Your instructions -> Go over the entries and report the lines where the word "Local" occurs.

*** Record set ***

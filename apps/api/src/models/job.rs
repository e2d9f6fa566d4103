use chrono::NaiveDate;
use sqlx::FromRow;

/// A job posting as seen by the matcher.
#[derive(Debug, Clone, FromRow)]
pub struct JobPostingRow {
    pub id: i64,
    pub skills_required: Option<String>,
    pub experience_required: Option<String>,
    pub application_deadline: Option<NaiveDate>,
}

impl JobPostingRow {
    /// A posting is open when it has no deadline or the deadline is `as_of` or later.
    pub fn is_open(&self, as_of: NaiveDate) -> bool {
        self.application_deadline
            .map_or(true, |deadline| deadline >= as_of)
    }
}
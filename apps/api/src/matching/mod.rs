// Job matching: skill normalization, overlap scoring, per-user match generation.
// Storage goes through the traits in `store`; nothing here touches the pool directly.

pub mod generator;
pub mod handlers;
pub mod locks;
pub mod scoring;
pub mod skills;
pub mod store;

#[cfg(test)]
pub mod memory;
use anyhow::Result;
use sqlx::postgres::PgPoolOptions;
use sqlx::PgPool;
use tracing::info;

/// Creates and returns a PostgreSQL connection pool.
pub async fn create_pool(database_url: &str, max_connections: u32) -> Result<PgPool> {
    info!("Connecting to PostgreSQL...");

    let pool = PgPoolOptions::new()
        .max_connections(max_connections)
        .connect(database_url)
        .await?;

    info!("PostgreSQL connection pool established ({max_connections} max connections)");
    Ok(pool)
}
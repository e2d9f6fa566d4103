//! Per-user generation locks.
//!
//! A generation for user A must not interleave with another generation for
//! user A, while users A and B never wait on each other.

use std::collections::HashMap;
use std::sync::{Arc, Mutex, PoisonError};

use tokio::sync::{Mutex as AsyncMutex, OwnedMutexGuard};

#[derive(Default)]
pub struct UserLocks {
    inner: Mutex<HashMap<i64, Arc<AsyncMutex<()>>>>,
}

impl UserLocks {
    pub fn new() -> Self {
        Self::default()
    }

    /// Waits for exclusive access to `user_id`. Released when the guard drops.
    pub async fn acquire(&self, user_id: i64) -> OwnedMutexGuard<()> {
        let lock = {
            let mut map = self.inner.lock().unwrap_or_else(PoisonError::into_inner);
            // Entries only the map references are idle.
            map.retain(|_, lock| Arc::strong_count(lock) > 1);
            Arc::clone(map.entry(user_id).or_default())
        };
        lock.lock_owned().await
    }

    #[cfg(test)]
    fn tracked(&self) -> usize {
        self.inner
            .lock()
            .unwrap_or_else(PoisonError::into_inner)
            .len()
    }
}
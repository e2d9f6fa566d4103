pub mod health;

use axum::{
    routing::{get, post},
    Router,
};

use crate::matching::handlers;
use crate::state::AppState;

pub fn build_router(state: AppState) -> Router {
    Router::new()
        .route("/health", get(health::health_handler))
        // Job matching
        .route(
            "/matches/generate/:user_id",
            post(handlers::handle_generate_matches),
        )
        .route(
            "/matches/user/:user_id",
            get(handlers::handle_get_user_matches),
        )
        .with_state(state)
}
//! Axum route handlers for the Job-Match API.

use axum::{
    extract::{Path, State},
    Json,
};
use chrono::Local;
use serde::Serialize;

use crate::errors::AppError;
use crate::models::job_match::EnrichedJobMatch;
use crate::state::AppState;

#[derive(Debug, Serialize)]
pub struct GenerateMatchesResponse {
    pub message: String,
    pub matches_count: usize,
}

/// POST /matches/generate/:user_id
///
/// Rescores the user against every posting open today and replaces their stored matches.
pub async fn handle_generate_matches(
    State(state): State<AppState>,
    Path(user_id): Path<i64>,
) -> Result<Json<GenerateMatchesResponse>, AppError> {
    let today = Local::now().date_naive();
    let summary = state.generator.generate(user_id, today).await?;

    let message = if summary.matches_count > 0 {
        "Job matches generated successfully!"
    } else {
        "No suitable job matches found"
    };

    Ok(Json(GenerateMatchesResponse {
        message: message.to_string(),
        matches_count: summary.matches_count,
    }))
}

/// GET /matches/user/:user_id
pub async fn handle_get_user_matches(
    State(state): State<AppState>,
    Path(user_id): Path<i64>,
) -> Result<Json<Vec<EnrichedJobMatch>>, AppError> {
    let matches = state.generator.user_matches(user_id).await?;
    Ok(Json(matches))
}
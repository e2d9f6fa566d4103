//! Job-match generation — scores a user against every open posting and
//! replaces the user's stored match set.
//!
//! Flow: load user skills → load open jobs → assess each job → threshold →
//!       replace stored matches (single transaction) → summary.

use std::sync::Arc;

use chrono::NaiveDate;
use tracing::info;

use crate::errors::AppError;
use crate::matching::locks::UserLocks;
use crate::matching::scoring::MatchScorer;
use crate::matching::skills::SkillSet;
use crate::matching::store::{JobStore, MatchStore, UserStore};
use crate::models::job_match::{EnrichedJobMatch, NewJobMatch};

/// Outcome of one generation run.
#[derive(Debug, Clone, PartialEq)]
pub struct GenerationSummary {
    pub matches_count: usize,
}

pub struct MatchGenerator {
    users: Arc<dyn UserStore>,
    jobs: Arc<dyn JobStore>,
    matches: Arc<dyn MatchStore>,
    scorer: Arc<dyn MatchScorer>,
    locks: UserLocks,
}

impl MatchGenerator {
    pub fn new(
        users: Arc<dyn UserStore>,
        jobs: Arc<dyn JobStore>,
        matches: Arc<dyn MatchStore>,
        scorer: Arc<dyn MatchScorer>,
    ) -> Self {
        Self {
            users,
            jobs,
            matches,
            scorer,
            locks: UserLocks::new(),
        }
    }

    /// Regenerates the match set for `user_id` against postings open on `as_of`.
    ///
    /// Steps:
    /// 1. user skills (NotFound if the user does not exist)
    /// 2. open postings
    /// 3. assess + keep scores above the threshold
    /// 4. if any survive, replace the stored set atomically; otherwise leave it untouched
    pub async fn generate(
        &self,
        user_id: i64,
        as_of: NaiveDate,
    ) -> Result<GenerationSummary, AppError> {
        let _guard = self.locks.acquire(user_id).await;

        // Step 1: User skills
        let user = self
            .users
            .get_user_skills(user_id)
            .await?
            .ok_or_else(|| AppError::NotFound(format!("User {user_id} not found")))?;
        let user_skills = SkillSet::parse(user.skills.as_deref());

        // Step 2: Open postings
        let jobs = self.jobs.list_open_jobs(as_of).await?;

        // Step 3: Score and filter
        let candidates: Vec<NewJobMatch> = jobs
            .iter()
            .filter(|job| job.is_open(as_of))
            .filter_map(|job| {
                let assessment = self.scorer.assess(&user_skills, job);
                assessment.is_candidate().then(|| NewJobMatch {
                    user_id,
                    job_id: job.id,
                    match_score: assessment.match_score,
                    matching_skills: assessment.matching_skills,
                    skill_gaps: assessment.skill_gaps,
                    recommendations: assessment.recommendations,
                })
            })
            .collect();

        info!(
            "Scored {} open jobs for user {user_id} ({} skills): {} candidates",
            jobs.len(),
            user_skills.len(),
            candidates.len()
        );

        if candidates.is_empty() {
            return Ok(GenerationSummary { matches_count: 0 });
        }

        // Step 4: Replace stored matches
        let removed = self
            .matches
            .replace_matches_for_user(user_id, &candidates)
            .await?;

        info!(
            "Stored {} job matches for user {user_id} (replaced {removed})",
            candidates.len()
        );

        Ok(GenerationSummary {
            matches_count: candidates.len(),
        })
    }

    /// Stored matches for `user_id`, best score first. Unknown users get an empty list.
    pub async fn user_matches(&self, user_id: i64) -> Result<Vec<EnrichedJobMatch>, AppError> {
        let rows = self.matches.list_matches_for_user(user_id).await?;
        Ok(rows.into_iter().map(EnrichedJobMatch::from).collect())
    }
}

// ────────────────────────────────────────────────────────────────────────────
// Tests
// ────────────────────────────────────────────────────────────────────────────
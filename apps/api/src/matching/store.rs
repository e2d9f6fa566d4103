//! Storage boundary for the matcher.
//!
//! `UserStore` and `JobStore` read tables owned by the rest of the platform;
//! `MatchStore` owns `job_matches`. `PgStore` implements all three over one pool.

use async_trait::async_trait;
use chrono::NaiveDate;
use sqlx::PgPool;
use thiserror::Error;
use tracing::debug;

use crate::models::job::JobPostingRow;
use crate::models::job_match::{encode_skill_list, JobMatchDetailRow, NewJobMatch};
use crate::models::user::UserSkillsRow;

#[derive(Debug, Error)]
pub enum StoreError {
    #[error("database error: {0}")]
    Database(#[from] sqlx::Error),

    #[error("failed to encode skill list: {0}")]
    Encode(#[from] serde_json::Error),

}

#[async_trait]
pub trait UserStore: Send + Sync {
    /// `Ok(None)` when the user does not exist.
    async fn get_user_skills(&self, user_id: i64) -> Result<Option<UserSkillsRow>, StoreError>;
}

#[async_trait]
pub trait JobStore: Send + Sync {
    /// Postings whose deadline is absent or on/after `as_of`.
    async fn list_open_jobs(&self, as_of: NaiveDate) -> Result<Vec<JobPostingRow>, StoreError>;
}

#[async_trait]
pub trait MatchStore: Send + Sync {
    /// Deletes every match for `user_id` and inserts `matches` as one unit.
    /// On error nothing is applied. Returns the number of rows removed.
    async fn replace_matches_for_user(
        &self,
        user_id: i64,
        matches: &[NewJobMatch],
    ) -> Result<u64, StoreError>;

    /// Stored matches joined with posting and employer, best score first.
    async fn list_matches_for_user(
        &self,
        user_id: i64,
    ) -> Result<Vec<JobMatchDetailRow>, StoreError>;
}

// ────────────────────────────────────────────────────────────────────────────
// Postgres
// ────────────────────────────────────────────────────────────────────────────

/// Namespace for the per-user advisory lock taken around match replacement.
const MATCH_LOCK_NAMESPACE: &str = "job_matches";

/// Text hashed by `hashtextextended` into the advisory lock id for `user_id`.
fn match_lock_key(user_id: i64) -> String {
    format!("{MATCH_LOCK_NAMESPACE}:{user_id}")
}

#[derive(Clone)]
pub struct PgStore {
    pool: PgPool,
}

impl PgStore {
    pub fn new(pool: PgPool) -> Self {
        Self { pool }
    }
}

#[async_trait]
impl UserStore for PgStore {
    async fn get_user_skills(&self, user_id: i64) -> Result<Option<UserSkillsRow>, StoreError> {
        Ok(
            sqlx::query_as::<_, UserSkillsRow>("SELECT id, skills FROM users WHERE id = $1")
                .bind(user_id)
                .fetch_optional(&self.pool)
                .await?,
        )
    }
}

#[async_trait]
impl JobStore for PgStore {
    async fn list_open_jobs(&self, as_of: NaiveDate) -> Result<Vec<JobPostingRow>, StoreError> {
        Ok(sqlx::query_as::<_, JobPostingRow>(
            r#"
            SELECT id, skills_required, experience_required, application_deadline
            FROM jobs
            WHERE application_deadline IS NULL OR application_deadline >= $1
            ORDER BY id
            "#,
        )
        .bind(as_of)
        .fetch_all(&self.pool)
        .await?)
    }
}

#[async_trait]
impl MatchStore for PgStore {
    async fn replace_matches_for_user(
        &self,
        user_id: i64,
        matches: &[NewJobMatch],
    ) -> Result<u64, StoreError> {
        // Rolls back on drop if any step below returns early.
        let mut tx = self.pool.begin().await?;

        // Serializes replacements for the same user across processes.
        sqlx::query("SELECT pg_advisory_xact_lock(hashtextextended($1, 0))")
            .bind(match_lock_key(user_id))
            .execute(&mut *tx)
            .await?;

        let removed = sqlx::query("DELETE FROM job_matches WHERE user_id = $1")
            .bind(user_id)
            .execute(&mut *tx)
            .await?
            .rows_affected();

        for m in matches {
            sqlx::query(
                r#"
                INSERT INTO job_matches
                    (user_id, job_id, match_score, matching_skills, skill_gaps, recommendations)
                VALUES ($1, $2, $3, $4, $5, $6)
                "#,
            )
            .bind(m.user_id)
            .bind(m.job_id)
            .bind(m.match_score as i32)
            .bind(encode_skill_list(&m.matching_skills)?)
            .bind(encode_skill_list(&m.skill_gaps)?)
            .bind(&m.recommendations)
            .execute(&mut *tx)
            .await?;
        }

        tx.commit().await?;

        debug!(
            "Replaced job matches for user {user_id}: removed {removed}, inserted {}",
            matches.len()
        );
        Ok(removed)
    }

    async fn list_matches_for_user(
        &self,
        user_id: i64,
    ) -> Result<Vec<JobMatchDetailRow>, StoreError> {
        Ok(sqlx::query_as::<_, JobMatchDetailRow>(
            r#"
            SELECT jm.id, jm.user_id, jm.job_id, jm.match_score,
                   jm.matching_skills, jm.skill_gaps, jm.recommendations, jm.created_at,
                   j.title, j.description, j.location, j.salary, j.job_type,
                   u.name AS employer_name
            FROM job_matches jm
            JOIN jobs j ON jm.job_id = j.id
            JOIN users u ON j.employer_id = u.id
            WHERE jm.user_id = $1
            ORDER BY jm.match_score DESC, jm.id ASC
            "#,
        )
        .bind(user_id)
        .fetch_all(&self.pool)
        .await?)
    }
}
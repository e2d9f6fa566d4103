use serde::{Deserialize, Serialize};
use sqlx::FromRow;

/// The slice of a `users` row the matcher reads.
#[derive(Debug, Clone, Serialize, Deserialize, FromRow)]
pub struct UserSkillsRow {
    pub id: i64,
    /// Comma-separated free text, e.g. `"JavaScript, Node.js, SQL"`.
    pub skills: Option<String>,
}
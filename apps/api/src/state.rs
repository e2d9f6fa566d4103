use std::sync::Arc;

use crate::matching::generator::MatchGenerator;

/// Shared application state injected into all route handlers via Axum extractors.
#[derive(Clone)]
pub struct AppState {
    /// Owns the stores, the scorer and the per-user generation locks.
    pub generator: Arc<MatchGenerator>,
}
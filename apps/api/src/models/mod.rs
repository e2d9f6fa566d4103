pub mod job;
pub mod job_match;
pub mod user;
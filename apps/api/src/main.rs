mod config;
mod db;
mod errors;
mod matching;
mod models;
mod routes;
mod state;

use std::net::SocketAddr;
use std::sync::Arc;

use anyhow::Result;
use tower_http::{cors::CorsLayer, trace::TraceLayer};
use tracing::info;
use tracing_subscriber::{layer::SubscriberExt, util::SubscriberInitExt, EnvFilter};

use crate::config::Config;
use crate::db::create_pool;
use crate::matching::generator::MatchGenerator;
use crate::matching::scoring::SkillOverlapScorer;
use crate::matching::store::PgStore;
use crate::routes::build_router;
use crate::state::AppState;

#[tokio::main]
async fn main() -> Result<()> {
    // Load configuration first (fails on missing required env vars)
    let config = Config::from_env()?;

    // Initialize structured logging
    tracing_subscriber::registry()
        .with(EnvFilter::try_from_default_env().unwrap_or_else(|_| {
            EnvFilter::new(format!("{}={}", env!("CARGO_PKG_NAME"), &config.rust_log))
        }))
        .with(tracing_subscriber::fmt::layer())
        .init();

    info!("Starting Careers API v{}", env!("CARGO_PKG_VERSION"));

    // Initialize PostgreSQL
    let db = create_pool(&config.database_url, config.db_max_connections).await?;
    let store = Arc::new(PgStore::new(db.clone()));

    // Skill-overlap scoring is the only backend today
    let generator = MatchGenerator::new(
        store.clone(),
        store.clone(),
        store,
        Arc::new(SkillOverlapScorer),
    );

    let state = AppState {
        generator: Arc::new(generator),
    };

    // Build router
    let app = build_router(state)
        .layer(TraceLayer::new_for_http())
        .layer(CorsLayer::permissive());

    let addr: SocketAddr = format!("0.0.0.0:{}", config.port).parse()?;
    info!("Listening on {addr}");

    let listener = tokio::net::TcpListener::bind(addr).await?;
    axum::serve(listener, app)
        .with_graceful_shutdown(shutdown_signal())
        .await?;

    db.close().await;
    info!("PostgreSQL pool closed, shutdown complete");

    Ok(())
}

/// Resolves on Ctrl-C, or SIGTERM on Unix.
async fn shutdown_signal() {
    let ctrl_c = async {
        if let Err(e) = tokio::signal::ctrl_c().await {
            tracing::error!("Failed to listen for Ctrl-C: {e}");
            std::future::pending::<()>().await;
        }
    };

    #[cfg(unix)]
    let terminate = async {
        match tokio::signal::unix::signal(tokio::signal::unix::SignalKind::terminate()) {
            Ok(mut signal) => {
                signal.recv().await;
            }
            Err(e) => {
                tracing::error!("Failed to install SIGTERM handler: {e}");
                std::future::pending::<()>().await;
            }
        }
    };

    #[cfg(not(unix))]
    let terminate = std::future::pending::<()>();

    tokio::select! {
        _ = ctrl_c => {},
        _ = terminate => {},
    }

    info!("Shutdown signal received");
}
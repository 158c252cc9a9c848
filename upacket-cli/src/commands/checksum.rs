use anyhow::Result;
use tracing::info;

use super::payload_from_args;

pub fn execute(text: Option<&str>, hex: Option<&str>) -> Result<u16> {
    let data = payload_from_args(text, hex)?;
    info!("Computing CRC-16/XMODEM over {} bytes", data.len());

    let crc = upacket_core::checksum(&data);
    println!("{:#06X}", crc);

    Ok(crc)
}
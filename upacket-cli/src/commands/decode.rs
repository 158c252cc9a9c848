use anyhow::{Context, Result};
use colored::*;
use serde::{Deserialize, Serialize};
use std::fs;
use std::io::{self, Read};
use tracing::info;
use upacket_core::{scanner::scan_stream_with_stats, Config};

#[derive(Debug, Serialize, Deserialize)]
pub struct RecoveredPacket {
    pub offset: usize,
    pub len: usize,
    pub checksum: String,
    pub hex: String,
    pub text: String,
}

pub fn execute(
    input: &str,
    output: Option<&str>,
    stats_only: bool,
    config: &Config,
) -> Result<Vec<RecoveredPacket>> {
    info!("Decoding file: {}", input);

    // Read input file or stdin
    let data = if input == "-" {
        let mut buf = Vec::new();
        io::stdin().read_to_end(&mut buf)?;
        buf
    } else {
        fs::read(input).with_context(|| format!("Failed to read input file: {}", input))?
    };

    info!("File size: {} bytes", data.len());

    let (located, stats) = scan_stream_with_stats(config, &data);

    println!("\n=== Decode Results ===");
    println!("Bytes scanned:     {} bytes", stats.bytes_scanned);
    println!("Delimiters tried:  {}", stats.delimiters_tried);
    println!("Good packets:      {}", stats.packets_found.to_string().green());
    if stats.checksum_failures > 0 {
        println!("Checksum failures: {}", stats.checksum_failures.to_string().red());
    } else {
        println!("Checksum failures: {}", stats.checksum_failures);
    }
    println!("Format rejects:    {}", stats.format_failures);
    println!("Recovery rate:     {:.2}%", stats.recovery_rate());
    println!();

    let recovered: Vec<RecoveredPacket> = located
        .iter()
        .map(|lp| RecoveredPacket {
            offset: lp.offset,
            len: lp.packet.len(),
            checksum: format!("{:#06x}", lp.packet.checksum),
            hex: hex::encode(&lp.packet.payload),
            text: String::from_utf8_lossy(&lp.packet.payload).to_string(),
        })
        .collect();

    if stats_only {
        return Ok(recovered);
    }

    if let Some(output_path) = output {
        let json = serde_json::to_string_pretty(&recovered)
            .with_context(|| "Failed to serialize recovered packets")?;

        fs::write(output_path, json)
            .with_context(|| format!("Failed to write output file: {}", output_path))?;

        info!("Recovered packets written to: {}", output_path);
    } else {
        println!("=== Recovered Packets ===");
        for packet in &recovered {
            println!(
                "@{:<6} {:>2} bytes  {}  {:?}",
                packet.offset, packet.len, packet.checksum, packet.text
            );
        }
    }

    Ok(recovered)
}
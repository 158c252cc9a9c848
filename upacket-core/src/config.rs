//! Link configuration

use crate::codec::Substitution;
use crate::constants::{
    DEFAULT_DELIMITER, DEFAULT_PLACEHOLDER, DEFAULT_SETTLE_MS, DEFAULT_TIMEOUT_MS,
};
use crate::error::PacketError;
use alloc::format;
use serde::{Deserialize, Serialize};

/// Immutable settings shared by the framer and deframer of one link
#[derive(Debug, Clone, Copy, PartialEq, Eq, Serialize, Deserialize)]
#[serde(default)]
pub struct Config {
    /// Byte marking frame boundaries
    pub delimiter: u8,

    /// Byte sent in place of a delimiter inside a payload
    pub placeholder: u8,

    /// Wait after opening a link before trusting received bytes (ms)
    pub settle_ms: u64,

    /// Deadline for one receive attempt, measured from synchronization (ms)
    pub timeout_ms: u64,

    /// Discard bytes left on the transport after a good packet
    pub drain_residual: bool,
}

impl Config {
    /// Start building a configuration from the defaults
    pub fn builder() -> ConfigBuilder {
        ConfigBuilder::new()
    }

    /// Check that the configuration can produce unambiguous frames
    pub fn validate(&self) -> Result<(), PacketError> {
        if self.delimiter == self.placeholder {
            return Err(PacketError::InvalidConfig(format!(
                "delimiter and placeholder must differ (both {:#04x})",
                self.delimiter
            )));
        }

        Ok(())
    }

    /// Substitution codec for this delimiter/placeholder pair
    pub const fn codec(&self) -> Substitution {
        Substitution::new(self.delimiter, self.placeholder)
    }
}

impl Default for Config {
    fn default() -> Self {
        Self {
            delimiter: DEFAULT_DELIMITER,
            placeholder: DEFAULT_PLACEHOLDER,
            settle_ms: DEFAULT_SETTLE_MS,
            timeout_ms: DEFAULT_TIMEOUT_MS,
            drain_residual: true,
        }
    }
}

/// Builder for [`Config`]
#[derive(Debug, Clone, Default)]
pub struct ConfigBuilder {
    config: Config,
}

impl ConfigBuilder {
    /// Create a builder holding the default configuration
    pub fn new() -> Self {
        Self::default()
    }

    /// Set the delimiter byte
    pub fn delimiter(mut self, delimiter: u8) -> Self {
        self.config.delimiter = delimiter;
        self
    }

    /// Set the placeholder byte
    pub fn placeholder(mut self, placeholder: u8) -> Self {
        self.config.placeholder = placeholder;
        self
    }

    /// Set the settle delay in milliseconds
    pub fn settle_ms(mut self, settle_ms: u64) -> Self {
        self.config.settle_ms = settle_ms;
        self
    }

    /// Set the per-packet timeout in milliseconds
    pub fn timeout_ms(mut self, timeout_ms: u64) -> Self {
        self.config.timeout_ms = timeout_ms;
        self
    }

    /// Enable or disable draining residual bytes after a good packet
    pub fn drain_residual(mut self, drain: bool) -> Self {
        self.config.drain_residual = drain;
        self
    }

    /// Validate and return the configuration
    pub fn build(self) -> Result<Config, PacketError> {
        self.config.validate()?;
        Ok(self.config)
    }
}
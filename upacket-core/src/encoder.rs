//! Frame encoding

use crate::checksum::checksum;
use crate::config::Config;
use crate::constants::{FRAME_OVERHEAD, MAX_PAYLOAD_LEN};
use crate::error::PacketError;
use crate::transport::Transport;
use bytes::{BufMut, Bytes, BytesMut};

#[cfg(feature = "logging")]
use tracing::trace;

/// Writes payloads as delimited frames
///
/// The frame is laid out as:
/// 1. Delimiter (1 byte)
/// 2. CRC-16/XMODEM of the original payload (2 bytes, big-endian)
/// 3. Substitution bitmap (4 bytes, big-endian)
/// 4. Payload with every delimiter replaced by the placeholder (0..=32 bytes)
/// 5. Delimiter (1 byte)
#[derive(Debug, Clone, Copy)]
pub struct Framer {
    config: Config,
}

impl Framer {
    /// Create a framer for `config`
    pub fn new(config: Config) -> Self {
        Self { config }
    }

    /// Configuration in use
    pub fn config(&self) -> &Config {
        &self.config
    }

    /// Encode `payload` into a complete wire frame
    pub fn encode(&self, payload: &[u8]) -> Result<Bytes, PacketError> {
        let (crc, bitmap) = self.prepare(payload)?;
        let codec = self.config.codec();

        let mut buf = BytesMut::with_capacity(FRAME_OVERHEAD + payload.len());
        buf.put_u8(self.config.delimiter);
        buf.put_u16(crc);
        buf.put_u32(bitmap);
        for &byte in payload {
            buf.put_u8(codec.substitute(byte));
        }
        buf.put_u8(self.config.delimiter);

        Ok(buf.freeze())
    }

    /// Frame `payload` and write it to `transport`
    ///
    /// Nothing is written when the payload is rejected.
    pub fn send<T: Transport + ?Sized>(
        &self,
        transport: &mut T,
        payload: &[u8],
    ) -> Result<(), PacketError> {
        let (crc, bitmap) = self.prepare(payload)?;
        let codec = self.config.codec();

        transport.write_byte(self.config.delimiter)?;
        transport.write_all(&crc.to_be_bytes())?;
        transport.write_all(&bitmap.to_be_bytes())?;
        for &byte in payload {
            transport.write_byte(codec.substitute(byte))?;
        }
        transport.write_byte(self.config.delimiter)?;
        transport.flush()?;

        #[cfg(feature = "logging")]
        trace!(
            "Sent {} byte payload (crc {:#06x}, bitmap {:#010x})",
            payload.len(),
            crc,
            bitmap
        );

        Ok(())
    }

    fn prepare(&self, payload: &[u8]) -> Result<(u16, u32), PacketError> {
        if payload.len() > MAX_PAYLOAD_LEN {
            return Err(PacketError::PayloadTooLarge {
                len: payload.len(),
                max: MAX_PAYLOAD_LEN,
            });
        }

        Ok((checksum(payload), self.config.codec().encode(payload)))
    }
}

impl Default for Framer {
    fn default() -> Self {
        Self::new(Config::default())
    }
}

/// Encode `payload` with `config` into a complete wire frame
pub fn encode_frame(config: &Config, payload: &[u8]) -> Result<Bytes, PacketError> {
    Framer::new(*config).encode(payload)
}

*** End of Record set ***

Problem solution ->
use chrono::Local;
    let today = Local::now().date_naive();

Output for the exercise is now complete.